Conservative approaches include antibiotics, silver
nitrate cautery, proper nail trimming techniques,
and flexible tube splinting (sleeve method). New
non-surgical techniques using VHO-osthold nail
brace,[66] resin splint,[67] super-elastic wire[68] have been
described. All these techniques are based on same
principle that is to keep the lateral nail plate pulled
by making use of some equipment, so that it does not
impinge into the lateral nail fold. Advantages of these
techniques are that they are easy and faster to perform,
good for elderly and diabetic individuals in whom
surgery may otherwise be contraindicated, and lastly
the nail anatomy remains unaltered. Disadvantages are
that basic pathology is not corrected and recurrences
can occur on removing the equipment, patient has to
take care of device, and his activities may be limited
because of it.
Ozdil et al. have described a new non-surgical
procedure called angle correction technique in
eight patients with ingrown toe nail.[69] The major principal of the technique is to correct the dome shape
(convexity) of the nail by reducing its thickness 50 to
75%.
Different techniques of surgery for ingrown toe nail
include Winograd method, whole nail plate avulsion,
Emmert procedure, ablation of the nail matrix using
phenol or sodium hydroxide or Lasers, and Zadik’s
procedure. Payvandi et al.[70] compared Winograd and
sleeve methods for the treatment of ingrown toe nails in
100 patients. They found that the participants treated
with sleeve method experienced shorter surgery
duration, less work day loss, and the recurrence rate
were similar in two groups.
Pincer nail kind of deformity has been treated by
nail plate avulsion followed by complete destruction
of nail matrix by either chemical cautery or surgical
matricectomy or laser. Ghaffarpour et al.[71] has
described a new nail-saving surgical technique for
correction of pincer nail deformity. The technique is
a combination of nail bed cutting and splinting. First
nail plate is removed, fibrous nail bed excised, and
then widened. Remaining nail bed is sutured to the
margins and then splint is applied, which ensure that
the new nail growth is not deformed.
Glomus tumor has to be surgically excised. Roan
et al.[72] have reported a new surgical approach for
removing glomus tumor with nil recurrences and good
cosmetic results. Author recommends cutting into the
nail plate and nail bed over the tumor together without
separating the nail plate from the nail bed. The tumor
pops out when the nail plate and nail bed are split and
then nail plate is sutured without the need of nail bed
repair. This is easy to perform, gives good cosmetic
results, and there were no recurrence in 17 reported
patients.
OTHER ADVANCES
Pachyonychia congenita (PC) is a rare autosomaldominant
keratin disorder caused by dominant negative
mutations in keratin genes KRT6A/B, KRT16, or KRT17.
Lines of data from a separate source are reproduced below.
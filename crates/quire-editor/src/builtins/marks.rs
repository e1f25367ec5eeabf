//! Built-in mark units. Each gets the default toggle command under its
//! own name.

use quire_markdown::serializer::{
    code_close, code_open, em_delim, link_close, link_open, strikethrough_delim, strong_delim,
};
use quire_markdown::{DelimiterSpec, MarkWriter, ParseSpec};
use quire_model::{AttrSpec, AttrValue, DomSpec, Mark, MarkSpec};
use smol_str::SmolStr;

use crate::extension::{Extension, MarkMarkdown, key};
use crate::input_rules::mark_rule;

fn markdown(token: &str, writer: MarkWriter, delimiters: Vec<DelimiterSpec>) -> MarkMarkdown {
    MarkMarkdown {
        token: SmolStr::new(token),
        spec: ParseSpec::mark(token),
        writer,
        delimiters,
    }
}

pub fn strong() -> Extension {
    Extension::mark("strong", MarkSpec::new().to_dom(|_| DomSpec::new("strong")))
        .with_mark_markdown(markdown(
            "strong",
            MarkWriter::symmetric(strong_delim),
            vec![DelimiterSpec::new('*', 2, "strong"), DelimiterSpec::new('_', 2, "strong")],
        ))
        .with_keys(|_| vec![key("Mod-b", "strong")])
        .with_input_rules(|ctx| {
            let Some(ty) = ctx.mark_type.clone() else {
                return Vec::new();
            };
            vec![
                mark_rule("strong_star", r"(?:^|\s)(\*\*([^*]+)\*\*)$", ty.clone()),
                mark_rule("strong_underscore", r"(?:^|\s)(__([^_]+)__)$", ty),
            ]
        })
}

pub fn em() -> Extension {
    Extension::mark("em", MarkSpec::new().to_dom(|_| DomSpec::new("em")))
        .with_mark_markdown(markdown(
            "em",
            MarkWriter::symmetric(em_delim),
            vec![DelimiterSpec::new('*', 1, "em"), DelimiterSpec::new('_', 1, "em")],
        ))
        .with_keys(|_| vec![key("Mod-i", "em")])
        .with_input_rules(|ctx| {
            let Some(ty) = ctx.mark_type.clone() else {
                return Vec::new();
            };
            vec![
                mark_rule("em_star", r"(?:^|[^*])(\*([^*\s][^*]*)\*)$", ty.clone()),
                mark_rule("em_underscore", r"(?:^|[^_\w])(_([^_\s][^_]*)_)$", ty),
            ]
        })
}

pub fn strikethrough() -> Extension {
    Extension::mark("strikethrough", MarkSpec::new().to_dom(|_| DomSpec::new("s")))
        .with_mark_markdown(markdown(
            "strikethrough",
            MarkWriter::symmetric(strikethrough_delim),
            vec![DelimiterSpec::new('~', 2, "strikethrough")],
        ))
        .with_keys(|_| vec![key("Mod-d", "strikethrough")])
        .with_input_rules(|ctx| match ctx.mark_type.clone() {
            Some(ty) => vec![mark_rule("strikethrough", r"(?:^|[^~])(~~([^~]+)~~)$", ty)],
            None => Vec::new(),
        })
}

pub fn code_inline() -> Extension {
    Extension::mark(
        "code_inline",
        MarkSpec::new().excludes("_").to_dom(|_| DomSpec::new("code")),
    )
    .with_mark_markdown(markdown(
        "code_inline",
        MarkWriter {
            open: code_open,
            close: code_close,
            escape: false,
        },
        Vec::new(),
    ))
    .with_keys(|_| vec![key("Mod-e", "code_inline")])
    .with_input_rules(|ctx| match ctx.mark_type.clone() {
        Some(ty) => vec![mark_rule("code_inline", r"(?:^|[^`])(`([^`]+)`)$", ty)],
        None => Vec::new(),
    })
}

fn link_dom(mark: &Mark) -> DomSpec {
    let mut dom = DomSpec::new("a");
    if let Some(href) = mark.attrs.get("href").and_then(AttrValue::as_str) {
        dom = dom.attr("href", href);
    }
    if let Some(title) = mark.attrs.get("title").and_then(AttrValue::as_str) {
        dom = dom.attr("title", title);
    }
    dom
}

/// Links have no keys or input rules; the `link` command takes `href`
/// (and optionally `title`) as attributes.
pub fn link() -> Extension {
    Extension::mark(
        "link",
        MarkSpec::new()
            .attr("href", AttrSpec::required())
            .attr("title", AttrSpec::with_default(AttrValue::Null))
            .inclusive(false)
            .to_dom(link_dom),
    )
    .with_mark_markdown(markdown(
        "link",
        MarkWriter {
            open: link_open,
            close: link_close,
            escape: true,
        },
        Vec::new(),
    ))
}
It is characterized by painful plantar keratoderma and
hypertrophic nail dystrophy. It is notoriously difficult
to manage and systemic retinoids have been the main
stay of therapy. But because of the rarity of the disorder,
the optimum use of retinoids is not described. Gruber
et al.[73] surveyed 30 patients of PC who had received
oral retinoids (acitretin/isotretinoin 10-50 mg/day for 1-240 months). Nail changes ameliorated in 14% while
79% did not experience any nail change. In 50% cases,
there was thinning of plantar hyperkeratosis and 33%
had decreased plantar pain. Most of the patients (83%)
discontinued retinoids because of the adverse effects.
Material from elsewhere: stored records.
use std::fmt::Write as _;
use std::io::Read;
use std::path::{Path, PathBuf};
use std::sync::Arc;

use clap::{Parser, Subcommand};
use miette::{IntoDiagnostic, Result, WrapErr};
use quire_editor::{Composition, Editor, EditorConfig, builtins};
use quire_model::Node;

#[derive(Parser)]
#[command(version, about = "Quire - structured markdown editing from the command line", long_about = None)]
#[command(propagate_version = true)]
struct Cli {
    /// Editor config file (TOML, or JSON with a .json extension)
    #[arg(long, global = true, env = "QUIRE_CONFIG")]
    config: Option<PathBuf>,

    #[command(subcommand)]
    command: Commands,
}

#[derive(Subcommand)]
enum Commands {
    /// Rewrite markdown in canonical form
    Fmt {
        /// Markdown file, or `-` for stdin
        input: PathBuf,

        /// Fail if the input is not already canonical
        #[arg(long, conflicts_with = "write")]
        check: bool,

        /// Overwrite the input file
        #[arg(long)]
        write: bool,
    },
    /// Print the document tree
    Tree {
        /// Markdown file, or `-` for stdin
        input: PathBuf,

        /// Print JSON instead of an outline
        #[arg(long)]
        json: bool,
    },
    /// Print the highlighted ranges of every code block
    Highlight {
        /// Markdown file, or `-` for stdin
        input: PathBuf,
    },
    /// List enabled extensions, their commands and key bindings
    Commands,
}

fn main() -> Result<()> {
    init_miette();

    let cli = Cli::parse();
    let config = load_config(cli.config.as_deref())?;
    init_tracing(&config);
    let composition = config.build_registry()?;

    match cli.command {
        Commands::Fmt { input, check, write } => {
            let source = read_input(&input)?;
            let formatted = format_markdown(&composition, &source)?;
            if check {
                if formatted != source.trim_end() {
                    return Err(miette::miette!(
                        "{} is not in canonical form",
                        input.display()
                    ));
                }
            } else if write {
                if is_stdin(&input) {
                    return Err(miette::miette!("--write needs a file, not stdin"));
                }
                std::fs::write(&input, format!("{formatted}\n")).into_diagnostic()?;
                tracing::info!(path = %input.display(), "formatted");
            } else {
                println!("{formatted}");
            }
        }
        Commands::Tree { input, json } => {
            let doc = composition.codec.parse(&read_input(&input)?)?;
            if json {
                let value = doc.to_json();
                println!("{}", serde_json::to_string_pretty(&value).into_diagnostic()?);
            } else {
                print!("{}", outline(&doc));
            }
        }
        Commands::Highlight { input } => {
            let source = read_input(&input)?;
            let mut editor =
                Editor::with_history_depth(composition.clone(), composition.codec.parse(&source)?, config.history_depth);
            editor.run_deferred();
            print!("{}", highlight_report(&editor));
        }
        Commands::Commands => print!("{}", commands_report(&composition)),
    }

    Ok(())
}

fn init_miette() {
    miette::set_hook(Box::new(|_| {
        Box::new(
            miette::MietteHandlerOpts::new()
                .terminal_links(true)
                .with_cause_chain()
                .color(true)
                .context_lines(5)
                .tab_width(2)
                .break_words(true)
                .build(),
        )
    }))
    .expect("couldn't set the miette hook");
    miette::set_panic_hook();
}

/// `RUST_LOG` wins over the config's filter.
fn init_tracing(config: &EditorConfig) {
    let fallback = config.log_filter.as_deref().unwrap_or("warn");
    tracing_subscriber::fmt()
        .with_writer(std::io::stderr)
        .with_env_filter(
            tracing_subscriber::EnvFilter::try_from_default_env()
                .unwrap_or_else(|_| tracing_subscriber::EnvFilter::new(fallback)),
        )
        .init();
}

fn default_config_path() -> Option<PathBuf> {
    dirs::config_dir().map(|dir| dir.join("quire").join("config.toml"))
}

/// An explicit path must exist; the default location is optional.
fn load_config(explicit: Option<&Path>) -> Result<EditorConfig> {
    if let Some(path) = explicit {
        return Ok(EditorConfig::load(path)?);
    }
    match default_config_path() {
        Some(path) if path.exists() => Ok(EditorConfig::load(&path)?),
        _ => Ok(EditorConfig::default()),
    }
}

fn is_stdin(path: &Path) -> bool {
    path.as_os_str() == "-"
}

fn read_input(path: &Path) -> Result<String> {
    if is_stdin(path) {
        let mut buf = String::new();
        std::io::stdin().read_to_string(&mut buf).into_diagnostic()?;
        return Ok(buf);
    }
    std::fs::read_to_string(path)
        .into_diagnostic()
        .wrap_err_with(|| format!("reading {}", path.display()))
}

fn format_markdown(composition: &Composition, source: &str) -> Result<String> {
    let doc = composition.codec.parse(source)?;
    Ok(composition.codec.serialize(&doc))
}

fn outline(doc: &Node) -> String {
    fn walk(node: &Node, depth: usize, out: &mut String) {
        let indent = "  ".repeat(depth);
        match node.text() {
            Some(text) => {
                let marks: Vec<&str> = node.marks().iter().map(|m| m.ty.name.as_str()).collect();
                if marks.is_empty() {
                    let _ = writeln!(out, "{indent}{text:?}");
                } else {
                    let _ = writeln!(out, "{indent}{text:?} [{}]", marks.join(", "));
                }
            }
            None => {
                let attrs: Vec<String> = node
                    .attrs()
                    .iter()
                    .map(|(name, value)| format!("{name}={}", serde_json::to_string(value).unwrap_or_default()))
                    .collect();
                if attrs.is_empty() {
                    let _ = writeln!(out, "{indent}{}", node.type_name());
                } else {
                    let _ = writeln!(out, "{indent}{} {}", node.type_name(), attrs.join(" "));
                }
                for child in node.content().iter() {
                    walk(child, depth + 1, out);
                }
            }
        }
    }
    let mut out = String::new();
    walk(doc, 0, &mut out);
    out
}

fn highlight_report(editor: &Editor) -> String {
    let doc = editor.doc();
    let mut out = String::new();
    for decoration in editor.decorations() {
        let text = doc.text_between(decoration.from, decoration.to, None, None);
        let _ = writeln!(
            out,
            "{}..{} {} {text:?}",
            decoration.from, decoration.to, decoration.class
        );
    }
    out
}

fn commands_report(composition: &Arc<Composition>) -> String {
    let mut out = String::new();
    let _ = writeln!(out, "extensions:");
    for (kind, name) in &composition.units {
        let _ = writeln!(out, "  {name} ({kind})");
    }
    let _ = writeln!(out, "commands:");
    for name in composition.commands.names() {
        let keys: Vec<String> = composition
            .keymap
            .bindings()
            .iter()
            .filter(|b| &b.command == name)
            .map(|b| b.spec.to_string())
            .collect();
        if keys.is_empty() {
            let _ = writeln!(out, "  {name}");
        } else {
            let _ = writeln!(out, "  {name}: {}", keys.join(", "));
        }
    }
    let disabled: Vec<&str> = builtins::NAMES
        .iter()
        .copied()
        .filter(|n| !composition.units.iter().any(|(_, name)| name == n))
        .collect();
    if !disabled.is_empty() {
        let _ = writeln!(out, "disabled: {}", disabled.join(", "));
    }
    out
}

#[cfg(test)]
mod tests {
    use super::*;
    use insta::assert_snapshot;
    use quire_editor::{ExtensionRegistry, HighlightOptions};

    fn composition() -> Arc<Composition> {
        EditorConfig::default().build_registry().unwrap()
    }

    #[test]
    fn test_format_is_canonical() {
        let composition = composition();
        let formatted = format_markdown(&composition, "* one\n* two\n\n\n\nText with *em*").unwrap();
        assert_eq!(formatted, "- one\n- two\n\nText with _em_");
        assert_eq!(format_markdown(&composition, &formatted).unwrap(), formatted);
    }

    #[test]
    fn test_outline() {
        let composition = composition();
        let doc = composition.codec.parse("## Hi **there**\n\n- [x] done").unwrap();
        assert_snapshot!(outline(&doc), @r#"
        doc
          heading level=2
            "Hi "
            "there" [strong]
          checkbox_list
            checkbox_item checked=true
              paragraph
                "done"
        "#);
    }

    #[test]
    fn test_highlight_report_lists_code_ranges() {
        let units = builtins::NAMES
            .iter()
            .filter_map(|name| {
                builtins::by_name(name, &HighlightOptions {
                    defer_first_paint: false,
                    ..HighlightOptions::default()
                })
            })
            .collect();
        let composition = ExtensionRegistry::compose(units).unwrap();
        let editor = Editor::from_markdown(composition, "```python\ndef f(): pass\n```").unwrap();
        let report = highlight_report(&editor);
        assert!(report.lines().next().unwrap().starts_with("1..4 "));
        assert!(report.lines().next().unwrap().ends_with("\"def\""));
    }

    #[test]
    fn test_commands_report_shows_bindings() {
        let config = EditorConfig {
            extensions: ["doc", "text", "paragraph", "strong"].map(Into::into).to_vec(),
            ..EditorConfig::default()
        };
        let composition = config.build_registry().unwrap();
        let report = commands_report(&composition);
        assert!(report.contains("  strong (mark)\n"));
        assert!(report.contains("  strong: Mod-b\n"));
        assert!(report.contains("disabled: heading"));
    }
}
Risk benefit analysis favored low dose (≤25 mg/d) for
longer period (>5 months) compared with higher dose
(>25 mg/day) given for shorter period (≤5 months).
The data indicate that acitretin may have a slight edge
over isotretinoin in treating PC.
Sirolimus (rapamycin) is an mTOR inhibitor and
mainly used presently in organ transplant recipient
patients. Hickerson et al.[74] have treated keratinocyte
cell line with mTOR inhibitors and this lead to
decreased expression of K6a. Three PC patients given
oral rapamycin had subjective improvement and
change in callus character. Further research including
topical formulations is warranted in this regard.